National Rhino Coordinator Pierre du Preez is coordinating much of the work and has more recently begun experimenting with UAVs – unmanned aerial vehicles – as an additional monitoring tool. Funding for many of these initiatives came from Namibia’s Game Products Trust Fund (GPTF), and MET’s Director of Natural Resources Management Louisa Mupetami and her Deputy, Elly Hamunyela, were instrumental securing the funds.
Enter the WWF Project. The MET is already well on their way with the use of high-tech tools, and the additional support from Google and WWF allows rapid implementation.
UAVs are being strategically deployed, a silent eye in the sky, day or night, with high resolution infrared and daylight video footage from the flights going live into an overall surveillance system. The system includes surveillance cameras at waterholes and other strategic sites, as well as the rhino tags.
Colgar Sikopo, Director of Regional Services and Park Management with MET, has been pushing for the use of surveillance technology, and first trials already began in the middle of this year, funded through the Google Global Impact Awards. Surveillance is aimed not just inwards at the animals, but outwards, detecting incoming threats along roads, park boundaries and entrance points. The surveillance can spread like a shield over our rhinos to help protect them.

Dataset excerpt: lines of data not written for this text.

//! Stress Tests - Push the engine to its limits.
//!
//! These tests verify correctness under extreme conditions:
//! - Operation past the pre-allocated capacity
//! - High contention at single price levels
//! - Rapid order churn and flushes
//! - Maximum values for prices and quantities
//! - Long pipeline runs with many flush barriers

use lob_relay::{
    CancelAccounting, Engine, EngineConfig, FileSink, IterSource, LogLine, Order, OrderSubmitter,
    Side, SinkConfig,
};
use rand::prelude::*;
use rand_chacha::ChaCha8Rng;
use std::sync::mpsc;

fn engine_with_capacity(order_capacity: u32) -> Engine {
    Engine::new(EngineConfig {
        order_capacity,
        ..EngineConfig::default()
    })
}

fn process(engine: &mut Engine, order: Order) -> Vec<LogLine> {
    engine.process_order(&order).expect("not a flush")
}

fn trades(lines: &[LogLine]) -> Vec<(u32, u32, u32, u32, u64, u32)> {
    lines
        .iter()
        .filter_map(|l| match *l {
            LogLine::Trade {
                buy_user_id,
                buy_order_id,
                sell_user_id,
                sell_order_id,
                price,
                quantity,
            } => Some((buy_user_id, buy_order_id, sell_user_id, sell_order_id, price, quantity)),
            _ => None,
        })
        .collect()
}

// ============================================================================
// Capacity Stress Tests
// ============================================================================

#[test]
fn test_growth_past_capacity() {
    const CAPACITY: u32 = 100;
    let mut engine = engine_with_capacity(CAPACITY);

    for i in 1..=CAPACITY * 10 {
        // Non-overlapping prices: bids 8000-8099, asks 10000-10099
        let order = if i % 2 == 0 {
            Order::buy(1, i, "IBM", 8000 + (i % 100) as u64, 100)
        } else {
            Order::sell(1, i, "IBM", 10_000 + (i % 100) as u64, 100)
        };
        let lines = process(&mut engine, order);
        assert_eq!(lines[0], LogLine::Ack { user_id: 1, user_order_id: i });
    }

    assert_eq!(engine.registry().order_count(), (CAPACITY * 10) as usize);
    assert_eq!(engine.registry().resting_count(), CAPACITY * 10);
}

#[test]
fn test_slot_reuse_after_fill() {
    const CAPACITY: u32 = 16;
    let mut engine = engine_with_capacity(CAPACITY);

    for round in 0..100u32 {
        for i in 0..CAPACITY {
            process(&mut engine, Order::sell(1, round * CAPACITY + i + 1, "IBM", 10, 1));
        }
        let lines = process(&mut engine, Order::buy(2, round + 1, "IBM", 10, CAPACITY));
        assert_eq!(trades(&lines).len(), CAPACITY as usize);
        assert_eq!(engine.registry().resting_count(), 0);
    }
}

// ============================================================================
// High Contention Tests
// ============================================================================

#[test]
fn test_single_price_level_contention() {
    let mut engine = engine_with_capacity(10_000);
    const ORDERS: u32 = 1000;

    for i in 1..=ORDERS {
        process(&mut engine, Order::sell(i % 100 + 1, i, "IBM", 10_000, 10));
    }
    assert_eq!(engine.registry().depth_at("IBM", Side::Sell, 10_000), (10_000, ORDERS));

    // Buyer 0 owns none of them, so the whole level fills
    let lines = process(&mut engine, Order::buy(0, 1, "IBM", 10_000, 10 * ORDERS));
    assert_eq!(trades(&lines).len(), ORDERS as usize);
    assert_eq!(lines.last(), Some(&LogLine::BookUpdate { side: Side::Sell, top: None }));
    assert_eq!(engine.registry().depth_at("IBM", Side::Sell, 10_000), (0, 0));
}

#[test]
fn test_buy_priority_under_contention() {
    let mut engine = engine_with_capacity(1000);

    for i in 1..=100 {
        process(&mut engine, Order::sell(i, 1, "IBM", 50, 5));
    }

    // Buys take the oldest sells first
    let lines = process(&mut engine, Order::buy(0, 1, "IBM", 50, 50));
    let sellers: Vec<u32> = trades(&lines).iter().map(|t| t.2).collect();
    assert_eq!(sellers, (1..=10).collect::<Vec<_>>());
}

#[test]
fn test_sell_priority_under_contention() {
    let mut engine = engine_with_capacity(1000);

    for i in 1..=100 {
        process(&mut engine, Order::buy(i, 1, "IBM", 50, 5));
    }

    // Sells take the newest buys first
    let lines = process(&mut engine, Order::sell(0, 1, "IBM", 50, 50));
    let buyers: Vec<u32> = trades(&lines).iter().map(|t| t.0).collect();
    assert_eq!(buyers, (91..=100).rev().collect::<Vec<_>>());
}

#[test]
fn test_self_orders_skipped_under_contention() {
    let mut engine = engine_with_capacity(1000);

    // Alternate the taker's own sells with other users' sells
    for i in 1..=50 {
        process(&mut engine, Order::sell(7, i, "IBM", 50, 1));
        process(&mut engine, Order::sell(100 + i, 1, "IBM", 50, 1));
    }

    let lines = process(&mut engine, Order::buy(7, 1000, "IBM", 50, 100));
    let fills = trades(&lines);
    assert_eq!(fills.len(), 50);
    assert!(fills.iter().all(|t| t.2 != 7));

    // Remainder rests on the bid while the user's own asks stay put
    assert_eq!(engine.registry().best_bid("IBM"), Some(50));
    assert_eq!(engine.registry().depth_at("IBM", Side::Sell, 50), (50, 50));
}

// ============================================================================
// Rapid Churn Tests
// ============================================================================

#[test]
fn test_rapid_add_cancel_cycles() {
    let mut engine = engine_with_capacity(100);

    for cycle in 1..=10_000u32 {
        process(&mut engine, Order::buy(1, cycle * 2, "IBM", 100, 10));
        let lines = process(&mut engine, Order::cancel(1, cycle * 2));
        assert_eq!(
            lines,
            vec![
                LogLine::CancelAck { user_id: 1, user_order_id: cycle * 2, new_id: cycle * 2 + 1 },
                LogLine::Ack { user_id: 1, user_order_id: cycle * 2 + 1 },
            ]
        );
    }

    assert_eq!(engine.registry().order_count(), 0);
    assert_eq!(engine.registry().resting_count(), 0);
}

#[test]
fn test_rapid_match_cycles() {
    let mut engine = engine_with_capacity(100);

    for cycle in 1..=10_000u32 {
        process(&mut engine, Order::sell(1, cycle, "IBM", 100, 10));
        let lines = process(&mut engine, Order::buy(2, cycle, "IBM", 100, 10));
        assert_eq!(trades(&lines), vec![(2, cycle, 1, cycle, 100, 10)]);
    }

    assert_eq!(engine.registry().resting_count(), 0);
    // Emptied levels are kept for reuse
    assert_eq!(engine.registry().book("IBM").unwrap().level_count(Side::Sell), 1);
}

#[test]
fn test_flush_churn() {
    let mut engine = engine_with_capacity(64);

    for round in 0..1_000u32 {
        for i in 0..10 {
            process(&mut engine, Order::buy(i, round, &format!("S{}", i % 3), 100 + i as u64, 10));
        }
        assert!(engine.process_order(&Order::flush()).is_none());
        assert_eq!(engine.registry().symbol_count(), 0);
        assert_eq!(engine.registry().resting_count(), 0);
    }
}

// ============================================================================
// Edge Case Tests
// ============================================================================

#[test]
fn test_max_price() {
    let mut engine = engine_with_capacity(100);

    let lines = process(&mut engine, Order::sell(1, 1, "IBM", u64::MAX, 100));
    assert_eq!(lines[1], LogLine::BookUpdate { side: Side::Sell, top: Some((u64::MAX, 100)) });

    let lines = process(&mut engine, Order::buy(2, 1, "IBM", u64::MAX, 100));
    assert_eq!(trades(&lines), vec![(2, 1, 1, 1, u64::MAX, 100)]);
}

#[test]
fn test_max_quantity_aggregates() {
    let mut engine = engine_with_capacity(100);

    process(&mut engine, Order::buy(1, 1, "IBM", 10, u32::MAX));
    let lines = process(&mut engine, Order::buy(2, 1, "IBM", 10, u32::MAX));

    // Level totals are wider than order quantities
    let total = u32::MAX as u64 * 2;
    assert_eq!(lines[1], LogLine::BookUpdate { side: Side::Buy, top: Some((10, total)) });
}

#[test]
fn test_quantity_one() {
    let mut engine = engine_with_capacity(100);

    process(&mut engine, Order::sell(1, 1, "IBM", 10, 1));
    let lines = process(&mut engine, Order::buy(2, 1, "IBM", 10, 1));

    assert_eq!(trades(&lines), vec![(2, 1, 1, 1, 10, 1)]);
    assert_eq!(engine.registry().best_ask("IBM"), None);
}

#[test]
fn test_many_price_levels_sweep() {
    let mut engine = engine_with_capacity(2000);

    for i in 0..1000u32 {
        process(&mut engine, Order::sell(1, i + 1, "IBM", 1000 + i as u64, 1));
    }

    // A market buy walks every level from the best
    let lines = process(&mut engine, Order::buy(2, 1, "IBM", 0, 2000));
    let prices: Vec<u64> = trades(&lines).iter().map(|t| t.4).collect();
    assert_eq!(prices, (1000..2000).collect::<Vec<_>>());
    assert_eq!(engine.registry().resting_order(1), None);
}

#[test]
fn test_double_cancel_mints_two_ids() {
    let mut engine = engine_with_capacity(100);
    process(&mut engine, Order::sell(1, 10, "IBM", 10, 5));

    let first = process(&mut engine, Order::cancel(1, 10));
    let second = process(&mut engine, Order::cancel(1, 10));

    assert_eq!(first[0], LogLine::CancelAck { user_id: 1, user_order_id: 10, new_id: 11 });
    assert_eq!(second[0], LogLine::CancelAck { user_id: 1, user_order_id: 10, new_id: 12 });
}

#[test]
fn test_cancel_after_partial_fill_release() {
    let mut engine = Engine::new(EngineConfig {
        cancel_accounting: CancelAccounting::Release,
        ..EngineConfig::default()
    });

    process(&mut engine, Order::sell(1, 1, "IBM", 10, 100));
    process(&mut engine, Order::buy(2, 1, "IBM", 10, 40));
    assert_eq!(engine.registry().depth_at("IBM", Side::Sell, 10), (60, 1));

    process(&mut engine, Order::cancel(1, 1));
    assert_eq!(engine.registry().depth_at("IBM", Side::Sell, 10), (0, 0));
    assert_eq!(engine.registry().best_ask("IBM"), None);
}

// ============================================================================
// Large Scale
// ============================================================================

#[test]
fn test_large_random_workload() {
    let mut rng = ChaCha8Rng::seed_from_u64(0x5EED);
    let mut engine = engine_with_capacity(1024);
    let mut next_id = 0u32;

    for _ in 0..200_000 {
        next_id += 1;
        let user = rng.gen_range(1..50);
        let price = rng.gen_range(90..110);
        let qty = rng.gen_range(1..100);
        let order = match rng.gen_range(0..10) {
            0..=3 => Order::buy(user, next_id, "IBM", price, qty),
            4..=7 => Order::sell(user, next_id, "IBM", price, qty),
            _ => Order::cancel(user, rng.gen_range(1..=next_id)),
        };
        let lines = process(&mut engine, order);
        assert!(!lines.is_empty());
    }

    let registry = engine.registry();
    assert!(registry.order_count() <= registry.resting_count() as usize);
}

#[test]
fn test_pipeline_many_flushes_to_files() {
    let dir = tempfile::tempdir().unwrap();
    let config = SinkConfig {
        log_dir: dir.path().to_path_buf(),
        echo: false,
    };

    let mut orders = Vec::new();
    for batch in 1..=50u32 {
        for i in 0..batch {
            orders.push(Order::buy(batch, i + 1, "IBM", 10, 1));
        }
        orders.push(Order::flush());
    }

    let (_, summary) = Engine::default()
        .run(IterSource::new(orders), FileSink::new(&config).unwrap())
        .unwrap();
    assert_eq!(summary.batches, 50);

    for batch in 1..=50u32 {
        let path = dir.path().join(format!("{batch}.log"));
        let text = std::fs::read_to_string(&path).unwrap();
        // Every resting buy joins the best bid, so each gets a book update
        assert_eq!(text.lines().count(), batch as usize * 2, "{}", path.display());
        assert!(text.lines().all(|l| l.starts_with("A, ") || l.starts_with("B, B, 10, ")));
    }
    assert!(!dir.path().join("51.log").exists());
}

#[test]
fn test_submitter_feeds_running_engine() {
    let (tx, rx) = mpsc::channel();
    let sink = std::sync::Arc::new(std::sync::Mutex::new(lob_relay::MemorySink::new()));
    let running = Engine::default().start(rx, std::sync::Arc::clone(&sink)).unwrap();

    let submitter = OrderSubmitter::spawn(tx).unwrap();
    for i in 1..=1000u32 {
        submitter.submit(Order::sell(1, i, "IBM", 10, 1));
    }
    submitter.submit(Order::flush());
    submitter.submit(Order::buy(2, 1, "IBM", 10, 5));
    assert_eq!(submitter.finish().unwrap(), 1002);

    let (engine, summary) = running.join().unwrap();
    assert_eq!(summary.orders, 1002);
    assert_eq!(summary.batches, 2);
    assert_eq!(engine.registry().best_bid("IBM"), Some(10));

    let sink = sink.lock().unwrap();
    assert_eq!(sink.batches()[0].len(), 2000);
    assert_eq!(sink.batches()[1], vec!["A, 2, 1", "B, B, 10, 5"]);
}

David Masen is the warden of Waterberg Plateau Park, where much of the testing took place. David grew up in Etosha National Park. He is a member of the Hai||Om, the first known people of that great wildlife haven. David has a deep connection to the environment. He looks at the new technology with one enthusiastic and one sceptical eye. It can help, but it is not the solution. People are the solution. The people who use the technology. The boots on the ground. They will make the difference.